Naperville’s City Council could be changing the compensation structure of their successors, yet again.
At their latest meeting, Councilman Steve Chirico proposed getting rid of health benefits for council members and instead, increasing their salary to $24,000 a year.
Chirico said it would save the city money in the long run and help create a better council, because more people would be able to run.
“If you pay a reasonable wage for doing this job, you’re going to get a diversified council,” said Chirico. “And maybe we can have a chance of achieving the vision of our forefathers, which was a well-balanced, strong council.”
However, it would only be a cost savings if every person on the council took the health benefits, which currently isn’t the case.
Now, council members make on average $13,100 annually between salary and stipend, and the city budgets about $17,500 for all benefits, adding up to a group total of $244,800 if all take the highest priced plan.
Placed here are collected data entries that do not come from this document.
//! Entity model shared by the remote snapshot and the local mirror.

use crate::error::{ProtocolError, ProtocolResult};
use serde::{Deserialize, Serialize};
use sha2::{Digest, Sha256};
use std::collections::{BTreeMap, BTreeSet};
use std::fmt;
use std::str::FromStr;

/// Kind of entity kept in the mirror.
#[derive(Debug, Clone, Copy, PartialEq, Eq, Hash, PartialOrd, Ord, Serialize, Deserialize)]
#[serde(rename_all = "snake_case")]
pub enum EntityKind {
    /// A leaf entity living in a collection.
    Item,
    /// A container of items.
    Collection,
    /// A label attached to items.
    Tag,
    /// A typed link between two items.
    Relation,
}

impl EntityKind {
    /// Returns the canonical name.
    pub fn as_str(&self) -> &'static str {
        match self {
            EntityKind::Item => "item",
            EntityKind::Collection => "collection",
            EntityKind::Tag => "tag",
            EntityKind::Relation => "relation",
        }
    }
}

impl fmt::Display for EntityKind {
    fn fmt(&self, f: &mut fmt::Formatter<'_>) -> fmt::Result {
        f.write_str(self.as_str())
    }
}

impl FromStr for EntityKind {
    type Err = ProtocolError;

    fn from_str(s: &str) -> ProtocolResult<Self> {
        match s {
            "item" => Ok(EntityKind::Item),
            "collection" => Ok(EntityKind::Collection),
            "tag" => Ok(EntityKind::Tag),
            "relation" => Ok(EntityKind::Relation),
            other => Err(ProtocolError::UnknownEntityKind(other.to_string())),
        }
    }
}

/// Identifier assigned by the local mirror.
#[derive(Debug, Clone, Copy, PartialEq, Eq, Hash, PartialOrd, Ord, Serialize, Deserialize)]
#[serde(transparent)]
pub struct LocalId(pub i64);

impl fmt::Display for LocalId {
    fn fmt(&self, f: &mut fmt::Formatter<'_>) -> fmt::Result {
        write!(f, "{}", self.0)
    }
}

/// Remote identifier, assigned by the upstream store.
#[derive(Debug, Clone, PartialEq, Eq, Hash, PartialOrd, Ord, Serialize, Deserialize)]
#[serde(transparent)]
pub struct Rid(String);

impl Rid {
    /// Creates a remote identifier.
    pub fn new(rid: impl Into<String>) -> Self {
        Self(rid.into())
    }

    /// Returns the identifier text.
    pub fn as_str(&self) -> &str {
        &self.0
    }

    /// Returns true for the empty identifier, which never matches.
    pub fn is_empty(&self) -> bool {
        self.0.is_empty()
    }
}

impl From<&str> for Rid {
    fn from(s: &str) -> Self {
        Self::new(s)
    }
}

impl fmt::Display for Rid {
    fn fmt(&self, f: &mut fmt::Formatter<'_>) -> fmt::Result {
        f.write_str(&self.0)
    }
}

/// Backend-independent identifier, usually derived from content.
#[derive(Debug, Clone, PartialEq, Eq, Hash, PartialOrd, Ord, Serialize, Deserialize)]
#[serde(transparent)]
pub struct Gid(String);

impl Gid {
    /// Creates a GID from an existing identifier.
    pub fn new(gid: impl Into<String>) -> Self {
        Self(gid.into())
    }

    /// Derives a GID from entity content (hex-encoded SHA-256).
    pub fn from_content(content: &[u8]) -> Self {
        let digest = Sha256::digest(content);
        let mut hex = String::with_capacity(digest.len() * 2);
        for byte in digest {
            hex.push_str(&format!("{byte:02x}"));
        }
        Self(hex)
    }

    /// Parses a content-derived GID, rejecting anything but 64 lowercase
    /// hex digits.
    pub fn parse_digest(s: &str) -> ProtocolResult<Self> {
        let valid = s.len() == 64 && s.bytes().all(|b| matches!(b, b'0'..=b'9' | b'a'..=b'f'));
        if valid {
            Ok(Self(s.to_string()))
        } else {
            Err(ProtocolError::InvalidGid(s.to_string()))
        }
    }

    /// Returns the identifier text.
    pub fn as_str(&self) -> &str {
        &self.0
    }

    /// Returns true for the empty identifier, which never matches.
    pub fn is_empty(&self) -> bool {
        self.0.is_empty()
    }
}

impl From<&str> for Gid {
    fn from(s: &str) -> Self {
        Self::new(s)
    }
}

impl fmt::Display for Gid {
    fn fmt(&self, f: &mut fmt::Formatter<'_>) -> fmt::Result {
        f.write_str(&self.0)
    }
}

/// The set of entities one sync run covers.
#[derive(Debug, Clone, Copy, PartialEq, Eq, Hash, Serialize, Deserialize)]
pub struct Scope {
    /// Entity kind.
    pub kind: EntityKind,
    /// Owning collection, when the kind is scoped by one.
    pub parent: Option<LocalId>,
}

impl Scope {
    /// Items of one collection.
    pub fn items_in(collection: LocalId) -> Self {
        Self {
            kind: EntityKind::Item,
            parent: Some(collection),
        }
    }

    /// Every entity of `kind`.
    pub fn all(kind: EntityKind) -> Self {
        Self { kind, parent: None }
    }

    /// Returns true if `entity` belongs to this scope.
    pub fn contains(&self, entity: &LocalEntity) -> bool {
        entity.kind == self.kind && (self.parent.is_none() || entity.parent == self.parent)
    }
}

/// An entity as reported by the upstream store.
///
/// May carry a full or partial payload: only the parts present in `parts`
/// were delivered.
#[derive(Debug, Clone, Default, PartialEq, Eq, Serialize, Deserialize)]
pub struct RemoteEntity {
    /// Remote identifier.
    pub rid: Option<Rid>,
    /// Global identifier.
    pub gid: Option<Gid>,
    /// Opaque revision reported by the upstream store.
    pub remote_revision: Option<String>,
    /// Flags.
    pub flags: BTreeSet<String>,
    /// Delivered payload parts, by part name.
    pub parts: BTreeMap<String, Vec<u8>>,
    /// Attributes in their serialized form, by attribute type.
    pub attributes: BTreeMap<String, Vec<u8>>,
    /// Whether the local payload must be replaced instead of merged.
    pub clear_payload: bool,
}

impl RemoteEntity {
    /// Creates an entity addressed by remote identifier.
    pub fn with_rid(rid: impl Into<String>) -> Self {
        Self {
            rid: Some(Rid::new(rid)),
            ..Self::default()
        }
    }

    /// Creates an entity addressed only by global identifier.
    pub fn with_gid(gid: impl Into<String>) -> Self {
        Self {
            gid: Some(Gid::new(gid)),
            ..Self::default()
        }
    }

    /// Sets the global identifier.
    #[must_use]
    pub fn gid(mut self, gid: impl Into<String>) -> Self {
        self.gid = Some(Gid::new(gid));
        self
    }

    /// Sets the remote revision.
    #[must_use]
    pub fn remote_revision(mut self, revision: impl Into<String>) -> Self {
        self.remote_revision = Some(revision.into());
        self
    }

    /// Adds a flag.
    #[must_use]
    pub fn flag(mut self, flag: impl Into<String>) -> Self {
        self.flags.insert(flag.into());
        self
    }

    /// Adds a payload part.
    #[must_use]
    pub fn part(mut self, name: impl Into<String>, data: impl Into<Vec<u8>>) -> Self {
        self.parts.insert(name.into(), data.into());
        self
    }

    /// Adds a serialized attribute.
    #[must_use]
    pub fn attribute(mut self, kind: impl Into<String>, data: impl Into<Vec<u8>>) -> Self {
        self.attributes.insert(kind.into(), data.into());
        self
    }

    /// Requests that the local payload be replaced rather than merged.
    #[must_use]
    pub fn clearing_payload(mut self) -> Self {
        self.clear_payload = true;
        self
    }

    /// Returns the remote identifier unless it is absent or empty.
    pub fn effective_rid(&self) -> Option<&Rid> {
        self.rid.as_ref().filter(|rid| !rid.is_empty())
    }

    /// Returns the global identifier unless it is absent or empty.
    pub fn effective_gid(&self) -> Option<&Gid> {
        self.gid.as_ref().filter(|gid| !gid.is_empty())
    }
}

/// An entity as stored in the local mirror.
#[derive(Debug, Clone, PartialEq, Eq, Serialize, Deserialize)]
pub struct LocalEntity {
    /// Local identifier.
    pub id: LocalId,
    /// Entity kind.
    pub kind: EntityKind,
    /// Owning collection.
    pub parent: Option<LocalId>,
    /// Remote identifier, once known.
    pub rid: Option<Rid>,
    /// Global identifier.
    pub gid: Option<Gid>,
    /// Local revision counter, bumped on every modification.
    pub revision: u64,
    /// Last remote revision seen.
    pub remote_revision: Option<String>,
    /// Flags.
    pub flags: BTreeSet<String>,
    /// Loaded payload parts.
    pub parts: BTreeMap<String, Vec<u8>>,
    /// Serialized attributes.
    pub attributes: BTreeMap<String, Vec<u8>>,
}

impl LocalEntity {
    /// Creates the local counterpart of `remote` inside `scope`.
    pub fn from_remote(id: LocalId, scope: Scope, remote: &RemoteEntity) -> Self {
        Self {
            id,
            kind: scope.kind,
            parent: scope.parent,
            rid: remote.effective_rid().cloned(),
            gid: remote.effective_gid().cloned(),
            revision: 0,
            remote_revision: remote.remote_revision.clone(),
            flags: remote.flags.clone(),
            parts: remote.parts.clone(),
            attributes: remote.attributes.clone(),
        }
    }

    /// Returns the names of the loaded payload parts.
    pub fn loaded_parts(&self) -> BTreeSet<&str> {
        self.parts.keys().map(String::as_str).collect()
    }

    /// Returns the cheap projection (identifiers only, no payload).
    pub fn projection(&self) -> Self {
        Self {
            id: self.id,
            kind: self.kind,
            parent: self.parent,
            rid: self.rid.clone(),
            gid: self.gid.clone(),
            revision: self.revision,
            remote_revision: None,
            flags: BTreeSet::new(),
            parts: BTreeMap::new(),
            attributes: BTreeMap::new(),
        }
    }

    /// Applies a remote modification and bumps the revision.
    ///
    /// Identifiers are only overwritten when the remote side carries them.
    /// Payload parts are merged unless `clear_payload` is set.
    pub fn apply(&mut self, remote: &RemoteEntity) {
        if let Some(rid) = remote.effective_rid() {
            self.rid = Some(rid.clone());
        }
        if let Some(gid) = remote.effective_gid() {
            self.gid = Some(gid.clone());
        }
        if remote.remote_revision.is_some() {
            self.remote_revision = remote.remote_revision.clone();
        }
        self.flags = remote.flags.clone();
        if remote.clear_payload {
            self.parts = remote.parts.clone();
        } else {
            self.parts
                .extend(remote.parts.iter().map(|(k, v)| (k.clone(), v.clone())));
        }
        self.attributes
            .extend(remote.attributes.iter().map(|(k, v)| (k.clone(), v.clone())));
        self.revision += 1;
    }
}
But with the new plan, the eight salaries combined come to $192,000, a savings of almost $53,000.
But, if those figures were applied to the current council, the city would save only $355, because only five take any insurance at all.
The council voted 6-3 to direct staff to draw up a new ordinance following Chirico’s plan, with Grant Wehrli, Paul Hinterlong, & Doug Krause voting no.
Some were left wondering if the move had an underlying motivation, in the wake of earlier cuts of Internet and phone benefits, along with pension participation.
“But, I look at this as it was getting whittled away, whittled away and we got outside pressure from the public, the people who put us in these chairs was growing and growing,” said Councilman Grant Wehrli. “So finally here we are as a last ditch effort trying to save everything before it goes away. And by the way we can do it in a cost saving matter so it looks good even though we’re going to double our salary. Too late in my book.”
“The timing is suspect,” said Chirico. “And normally that is an indication of political motivation. But even if there is political motivation, it can still help us get to where we need to be.”
If approved, future council members could use the city’s insurance, but would have to pay for it themselves, a practice that council would also like to apply to former council members.
The group also backed a plan to pay the next mayor a $42,000 salary all in.
The council will now have to formally vote on the plan, which could happen as early as the April 29 meeting. If approved, the changes would impact those elected next spring.
The council also approved a $1.87 million contract for new recycling carts, which will be mandatory if you plan to recycle come summer. No word yet on the price of the carts, but council members said they would like to see little to no cost to the residents.
“20 plus years ago when I came home one day there was a brand new blue tub out there that we use today,” said Councilman Hinterlong. “They wanted to promote recycling and by doing that they gave us a free bin and we’ve been doing it ever since. As time goes by we upgrade and I think we need to do that again. And find that money wherever it is.”
City staff said all residents will receive a postcard to choose either a 32, 65, or 95 gallon cart or opt out. But, if you don’t reply, you’ll get the largest container.
The new carts are scheduled to be implemented August 1.
Also at the meeting, Naperville resident Juan Carlos Hernandez was presented a Fire Chief’s Award for his heroism during the Douglas Ave. fire back on March 21.
The fiscal year 2015 gross annual operating budget was also approved along with the allocation of $2 million in SECA funds approved at a previous workshop.